> _WORK INSTRUCTION_:
Filter the listing below, copying every line in which the word "Some" appears.
= Beginning of Section =
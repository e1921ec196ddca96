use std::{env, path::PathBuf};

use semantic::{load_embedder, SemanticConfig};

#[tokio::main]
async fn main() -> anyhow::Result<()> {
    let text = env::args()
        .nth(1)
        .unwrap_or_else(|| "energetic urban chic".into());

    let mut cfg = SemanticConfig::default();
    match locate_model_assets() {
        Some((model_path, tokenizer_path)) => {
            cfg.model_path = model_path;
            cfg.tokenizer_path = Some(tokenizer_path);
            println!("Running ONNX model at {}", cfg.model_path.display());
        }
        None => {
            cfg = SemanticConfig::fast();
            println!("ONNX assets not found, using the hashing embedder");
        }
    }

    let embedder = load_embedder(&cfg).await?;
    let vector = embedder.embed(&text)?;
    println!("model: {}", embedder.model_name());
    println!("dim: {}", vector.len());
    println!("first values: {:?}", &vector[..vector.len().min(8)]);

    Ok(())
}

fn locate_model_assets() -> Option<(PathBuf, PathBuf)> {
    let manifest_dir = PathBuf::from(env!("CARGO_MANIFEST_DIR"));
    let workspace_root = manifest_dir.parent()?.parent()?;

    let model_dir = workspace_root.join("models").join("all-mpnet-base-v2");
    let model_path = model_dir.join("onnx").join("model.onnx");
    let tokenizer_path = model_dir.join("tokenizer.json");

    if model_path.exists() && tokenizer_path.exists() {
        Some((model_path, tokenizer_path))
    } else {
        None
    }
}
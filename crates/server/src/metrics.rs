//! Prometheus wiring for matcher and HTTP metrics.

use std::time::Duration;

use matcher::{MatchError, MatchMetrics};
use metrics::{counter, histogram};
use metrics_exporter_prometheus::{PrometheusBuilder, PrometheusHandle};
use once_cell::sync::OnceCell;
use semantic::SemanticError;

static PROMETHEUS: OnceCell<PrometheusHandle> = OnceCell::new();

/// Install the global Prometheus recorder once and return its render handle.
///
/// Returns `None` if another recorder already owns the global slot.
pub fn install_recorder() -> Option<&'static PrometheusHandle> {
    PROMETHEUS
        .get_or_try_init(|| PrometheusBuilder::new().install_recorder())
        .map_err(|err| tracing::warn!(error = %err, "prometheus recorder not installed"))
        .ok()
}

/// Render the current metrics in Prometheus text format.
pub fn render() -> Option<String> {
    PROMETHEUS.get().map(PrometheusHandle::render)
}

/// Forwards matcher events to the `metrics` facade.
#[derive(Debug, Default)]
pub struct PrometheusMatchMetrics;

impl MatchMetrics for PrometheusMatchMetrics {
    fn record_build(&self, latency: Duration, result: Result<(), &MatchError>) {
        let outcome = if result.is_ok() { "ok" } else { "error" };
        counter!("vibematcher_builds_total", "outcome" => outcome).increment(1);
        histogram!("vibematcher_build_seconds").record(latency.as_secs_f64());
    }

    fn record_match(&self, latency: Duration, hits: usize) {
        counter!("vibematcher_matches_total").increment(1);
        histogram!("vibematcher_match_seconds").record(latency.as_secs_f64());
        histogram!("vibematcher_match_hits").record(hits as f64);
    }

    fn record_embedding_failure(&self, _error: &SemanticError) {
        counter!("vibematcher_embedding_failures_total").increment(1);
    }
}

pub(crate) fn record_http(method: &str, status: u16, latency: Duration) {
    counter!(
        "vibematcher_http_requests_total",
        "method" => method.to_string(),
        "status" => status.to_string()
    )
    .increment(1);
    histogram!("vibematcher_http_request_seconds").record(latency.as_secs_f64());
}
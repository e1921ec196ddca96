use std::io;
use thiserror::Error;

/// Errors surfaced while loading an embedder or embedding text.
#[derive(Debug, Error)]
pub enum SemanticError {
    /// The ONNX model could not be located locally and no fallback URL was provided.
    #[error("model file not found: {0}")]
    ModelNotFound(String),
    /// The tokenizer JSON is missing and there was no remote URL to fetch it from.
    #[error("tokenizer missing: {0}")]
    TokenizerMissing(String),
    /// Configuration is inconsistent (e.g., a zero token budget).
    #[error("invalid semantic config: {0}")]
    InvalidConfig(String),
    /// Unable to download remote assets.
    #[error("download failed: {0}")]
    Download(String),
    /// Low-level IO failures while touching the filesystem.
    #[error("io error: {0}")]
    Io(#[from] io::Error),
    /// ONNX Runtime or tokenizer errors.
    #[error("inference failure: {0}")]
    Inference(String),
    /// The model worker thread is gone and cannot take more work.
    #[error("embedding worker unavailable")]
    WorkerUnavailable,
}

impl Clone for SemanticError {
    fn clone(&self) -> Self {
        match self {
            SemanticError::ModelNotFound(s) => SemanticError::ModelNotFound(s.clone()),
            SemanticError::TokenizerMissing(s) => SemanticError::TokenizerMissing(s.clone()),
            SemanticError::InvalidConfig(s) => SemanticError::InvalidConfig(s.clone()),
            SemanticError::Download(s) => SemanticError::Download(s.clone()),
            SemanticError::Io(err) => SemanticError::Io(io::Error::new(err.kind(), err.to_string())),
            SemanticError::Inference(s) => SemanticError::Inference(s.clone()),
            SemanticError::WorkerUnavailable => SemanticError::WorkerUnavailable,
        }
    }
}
= End of Section =
> _RESULT_:
        Some((model_path, tokenizer_path)) => {
            cfg.tokenizer_path = Some(tokenizer_path);
        Some((model_path, tokenizer_path))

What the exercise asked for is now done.